1. Whereas multi-species biofilm reactors are commonly used for treatments of water and gas effluents, new strategies are arising for the development of mono-species biofilm reactors in order to produce high added value molecules. Thus, it is required to design new bioreactors able to promote the growth of the biomass on the form of a biofilm and to identify the key physico-chemical parameters involved in order to optimize the bioprocess.
2. Aim of this study was to investigate a pilot-scale biofilm reactor comprising a metal structured packing promoting growth of Bacillus subtilis as a biofilm for the production of lipopeptides, high added value compounds with high surface active properties.
3. In this work, the mechanical stirring system of a 20L stirred tank bioreactor has been removed and replaced by a metal structured packing positioned in the headspace of the vessel above a liquid phase. The culture medium is continuously recirculated on the packing thanks to a peristaltic pump and air supply is performed just above the liquid phase under the packing. High energy X-ray tomography was used to estimate non-invasively the biofilm distribution inside the packing and permitted to define parameters that affect scale-up. Performances of the biofilm reactor were compared with a submerged culture in a stirred tank reactor in terms of lipopeptides production.
4. After 72 hours of fermentation, 94 % of the total biomass adheres onto the metal packing on the form of a biofilm. The colonization of this latter has been visualized non-invasively by X-ray tomography directly inside the packing and shows a conical repartition of the biofilm mass (about 25% of the total volume of the packing) as well as the presence of clogging. However, unlike the submerged culture, no foam formation appeared during fermentation and surfactin yield reaches 345,4 ± 32,8 mg / L for the biofilm reactor against 277,3 ± 34,4 mg / L in the stirred tank reactor.

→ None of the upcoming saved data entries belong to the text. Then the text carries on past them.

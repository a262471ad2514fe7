//! Wizard Shell
//!
//! Template picker shown before step 1, and the frame around the steps
//! with the progress indicator.

use leptos::prelude::*;

use crate::components::render_step;
use crate::context::use_app_context;
use crate::models::TemplateType;
use crate::wizard::steps::STEP_TITLES;

#[component]
pub fn TemplateSelect() -> impl IntoView {
    let ctx = use_app_context();
    let selected = Signal::derive(move || ctx.wizard.with(|w| w.template_type));

    view! {
        <section class="template-select">
            <h2>"Escolha o modelo da proposta"</h2>
            <div class="template-grid">
                {TemplateType::ALL
                    .into_iter()
                    .map(|template| view! {
                        <button
                            type="button"
                            class="template-card"
                            class:active=move || selected.get() == Some(template)
                            on:click=move |_| ctx.wizard.update(|w| w.select_template(template))
                        >
                            <strong>{template.label()}</strong>
                            <span>{template.description()}</span>
                        </button>
                    })
                    .collect_view()}
            </div>
            <footer class="step-actions">
                <button type="button" class="btn btn-secondary" on:click=move |_| ctx.abandon_template_selection()>
                    "Voltar"
                </button>
                <button
                    type="button"
                    class="btn btn-primary"
                    disabled=move || selected.get().is_none()
                    on:click=move |_| ctx.open_wizard()
                >
                    "Avançar"
                </button>
            </footer>
        </section>
    }
}

#[component]
pub fn WizardShell() -> impl IntoView {
    let ctx = use_app_context();
    let wizard = ctx.wizard;
    // Memo so edits inside a step do not rebuild the page
    let current = Memo::new(move |_| wizard.with(|w| w.current_step));
    let furthest = Memo::new(move |_| wizard.with(|w| w.furthest_step));
    let finishing = Memo::new(move |_| wizard.with(|w| w.finishing));

    view! {
        <div class="wizard">
            <nav class="step-indicator">
                {STEP_TITLES
                    .iter()
                    .enumerate()
                    .map(|(i, title)| {
                        let number = i as u8 + 1;
                        view! {
                            <button
                                type="button"
                                class="step-dot"
                                class:current=move || current.get() == number
                                class:done=move || { number < current.get() }
                                disabled=move || { finishing.get() || number > furthest.get() }
                                title=*title
                                on:click=move |_| wizard.update(|w| w.go_to(number))
                            >
                                {number}
                            </button>
                        }
                    })
                    .collect_view()}
            </nav>
            <div class="wizard-page">{move || render_step(current.get())}</div>
        </div>
    }
}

5. In conclusion, this experimental setting leads to a major technological progress avoiding foam formation and increasing surfactin production. Nevertheless, significant improvements are required at the level of the biofilm distribution in thin layers inside the packing in order to increase mass transfer and lipopeptides recoveries. Further investigations will be devoted to the optimization of the physico-chemical parameters involved in biofilm distribution.